In March 1905 Wilcek filed for divorce from his first wife, Mamie, alleging that she abandoned him in 1903. Their divorce was finalized by January 1906.
He married Lena May Newton on 27 October 1906 in Ocean Park, California. Newton, a native of Los Angeles, had studied violin under Wilcek at the Omaha Conservatory which is how the couple met. After their marriage Wilcek taught violin out of a private studio in Los Angeles. In 1907 he gave a recital at Whittier College.

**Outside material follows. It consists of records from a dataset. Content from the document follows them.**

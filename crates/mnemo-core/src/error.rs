//! Engine Error Types
//!
//! Defines error types for the mnemo memory engine.

use thiserror::Error;

/// Engine Result type alias
pub type MnemoResult<T> = Result<T, MnemoError>;

/// Engine errors
#[derive(Debug, Error)]
pub enum MnemoError {
    /// Configuration error
    #[error("configuration error: {0}")]
    Config(#[from] crate::config::ConfigValidationError),

    /// Database error
    #[error("database error: {0}")]
    Database(#[from] rusqlite::Error),

    /// Write-integrity violation detected before reaching SQLite
    #[error("integrity violation: {message}")]
    Integrity { message: String },

    /// Entry not found
    #[error("{entity_type} not found: {id}")]
    NotFound { entity_type: String, id: String },

    /// Invalid operation
    #[error("invalid operation: {message}")]
    InvalidOperation { message: String },

    /// Search backend failure
    #[error("{backend} backend error: {message}")]
    Backend { backend: String, message: String },

    /// Timeout error
    #[error("operation timed out after {duration_ms}ms")]
    Timeout { duration_ms: u64 },

    /// IO error
    #[error("IO error: {0}")]
    Io(#[from] std::io::Error),

    /// Serialization error
    #[error("serialization error: {0}")]
    Serialization(#[from] serde_json::Error),

    /// Generic error
    #[error("{0}")]
    Other(#[from] anyhow::Error),
}

impl MnemoError {
    /// Create an integrity error
    pub fn integrity(message: impl Into<String>) -> Self {
        Self::Integrity {
            message: message.into(),
        }
    }

    /// Create a not found error
    pub fn not_found(entity_type: impl Into<String>, id: impl ToString) -> Self {
        Self::NotFound {
            entity_type: entity_type.into(),
            id: id.to_string(),
        }
    }

    /// Create an invalid operation error
    pub fn invalid_operation(message: impl Into<String>) -> Self {
        Self::InvalidOperation {
            message: message.into(),
        }
    }

    /// Create a backend error
    pub fn backend(backend: impl Into<String>, message: impl Into<String>) -> Self {
        Self::Backend {
            backend: backend.into(),
            message: message.into(),
        }
    }

    /// Create a timeout error
    pub fn timeout(duration_ms: u64) -> Self {
        Self::Timeout { duration_ms }
    }

    /// Check if this error is a not found error
    pub fn is_not_found(&self) -> bool {
        matches!(self, Self::NotFound { .. })
    }

    /// Check if this error is a timeout error
    pub fn is_timeout(&self) -> bool {
        matches!(self, Self::Timeout { .. })
    }

    /// Foreign-key, unique and check constraint failures.
    ///
    /// These point at a caller bug and are always surfaced.
    pub fn is_integrity_violation(&self) -> bool {
        match self {
            Self::Integrity { .. } => true,
            Self::Database(rusqlite::Error::SqliteFailure(err, _)) => {
                err.code == rusqlite::ErrorCode::ConstraintViolation
            }
            _ => false,
        }
    }
}

#[cfg(test)]
mod tests {
    use super::*;

    #[test]
    fn test_error_creation() {
        let err = MnemoError::not_found("Observation", 42);
        assert!(err.is_not_found());
        assert!(err.to_string().contains("Observation"));
        assert!(err.to_string().contains("42"));

        let err = MnemoError::timeout(5000);
        assert!(err.is_timeout());
        assert!(err.to_string().contains("5000"));

        let err = MnemoError::backend("vector", "connection refused");
        assert_eq!(err.to_string(), "vector backend error: connection refused");
    }

    #[test]
    fn test_integrity_detection() {
        assert!(MnemoError::integrity("dup").is_integrity_violation());
        assert!(!MnemoError::invalid_operation("nope").is_integrity_violation());

        let conn = rusqlite::Connection::open_in_memory().unwrap();
        conn.execute_batch("CREATE TABLE t (k TEXT UNIQUE); INSERT INTO t VALUES ('a');")
            .unwrap();
        let err: MnemoError = conn
            .execute("INSERT INTO t VALUES ('a')", [])
            .unwrap_err()
            .into();
        assert!(err.is_integrity_violation());
    }
}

In November 1908 Wilcek traveled to Europe with his second wife and their young son. He was active as a violin teacher in Europe, working in Paris and Berlin. He and his wife were living in Paris in 1910. In September 1911 Lena filed for divorce from Franz, and a custody battle was fought over their son. Wilcek was living in Vienna at the time of this event in November 1911. Around this same time he performed as a soloist with Vienna's Tonkünstler Orchestra. While in Vienna he wrote the book Shall I Go to Europe to Study? in 1912. It was published by John Friedrich & Bro. in 1913 and advocated for American musicians to take advantage of training available to them in the United States rather than going to Europe.

Wilcek joined the faculty of the Von Stein Academy of Music in Los Angeles in the autumn of 1912. By January 1915 he was in residence in Chicago. He played Max Bruch's Romance in A minor with the Cincinnati Symphony Orchestra in February 1915.

Wilcek died of cancer at the age of 46 on January 15, 1916, in Chicago.